ABOUT THIS TASK: Pull every line that holds the word "iter" from the entries.

THE INPUT:
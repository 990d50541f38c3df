//! Caption cleaning: lowercase, trim punctuation, strip boilerplate
//! phrases such as "a photo of " or " in the background".

use std::sync::LazyLock;

const TRIM_CHARS: &[char] = &['.', '?', ',', '!', '#', '&'];

const PREFIXES: &[&str] = &[
    "a black and white photograph of ",
    "a black and white picture of ",
    "a black and white image of ",
    "a black and white photo of ",
    "black and white photograph of ",
    "black and white picture of ",
    "black and white image of ",
    "black and white photo of ",
    "an old photograph of ",
    "an old picture of ",
    "an old portrait of ",
    "an old image of ",
    "an old photo of ",
    "old photograph of ",
    "old picture of ",
    "old portrait of ",
    "old image of ",
    "old photo of ",
    "a photograph of ",
    "photograph of ",
    "a close - up of ",
    "close - up of ",
    "a close-up of ",
    "a close up of ",
    "close-up of ",
    "close up of ",
    "close - up ",
    "close-up ",
    "close up ",
    "a portrait of ",
    "portrait of ",
    "a picture of ",
    "picture of ",
    "an image of ",
    "image of ",
    "a photo of ",
    "photo of ",
    "a couple of ",
    "a bunch of ",
    "a group of ",
    "these are ",
    "there are ",
    "there is ",
    "this is ",
    "some of ",
    "several ",
    "a few ",
    "some ",
    "many ",
    "and ",
    "of ",
    "an ",
    "a ",
];

const SUFFIXES: &[&str] = &[
    " in the background.",
    " in the foreground.",
    " in the background",
    " in the foreground",
    " in background.",
    " in foreground.",
    " in background",
    " in foreground",
    " and",
    " or",
];

// Longest first, so "a close-up of " wins over "a ".
static PREFIXES_BY_LENGTH: LazyLock<Vec<&'static str>> = LazyLock::new(|| by_length(PREFIXES));
static SUFFIXES_BY_LENGTH: LazyLock<Vec<&'static str>> = LazyLock::new(|| by_length(SUFFIXES));

fn by_length(list: &[&'static str]) -> Vec<&'static str> {
    let mut sorted = list.to_vec();
    sorted.sort_by(|a, b| b.len().cmp(&a.len()));
    sorted
}

fn collapse_whitespace(text: &str) -> String {
    text.split_whitespace().collect::<Vec<_>>().join(" ")
}

fn trim_punctuation(text: &str) -> &str {
    text.trim_matches(|c: char| TRIM_CHARS.contains(&c) || c.is_whitespace())
}

fn normalize_pass(text: &str) -> String {
    let mut text = collapse_whitespace(&text.to_lowercase());

    while text.contains("...") {
        text = text.replace("...", ",").trim().to_string();
    }

    text = trim_punctuation(&text).to_string();

    for suffix in SUFFIXES_BY_LENGTH.iter() {
        if let Some(stripped) = text.strip_suffix(suffix) {
            text = stripped.trim().to_string();
        }
    }

    for prefix in PREFIXES_BY_LENGTH.iter() {
        if let Some(stripped) = text.strip_prefix(prefix) {
            text = stripped.trim().to_string();
        }
    }

    collapse_whitespace(&text)
}

/// Normalizes a caption to a fixed point of one cleaning pass, so
/// compound boilerplate ("a photo of a close-up of ...") is fully removed
/// and `normalize_caption(normalize_caption(x)) == normalize_caption(x)`.
pub fn normalize_caption(text: &str) -> String {
    let mut current = normalize_pass(text);
    loop {
        let next = normalize_pass(&current);
        if next == current {
            return current;
        }
        current = next;
    }
}

/// Cleans a translated caption: lowercase, trimmed, no trailing
/// punctuation. Empty results are `None`.
pub fn clean_translation(text: &str) -> Option<String> {
    let lowered = text.to_lowercase();
    let cleaned = lowered
        .trim()
        .trim_end_matches(|c: char| TRIM_CHARS.contains(&c) || c.is_whitespace());

    if cleaned.is_empty() {
        None
    } else {
        Some(cleaned.to_string())
    }
}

RESULT FOR THIS TASK:
    for suffix in SUFFIXES_BY_LENGTH.iter() {
    for prefix in PREFIXES_BY_LENGTH.iter() {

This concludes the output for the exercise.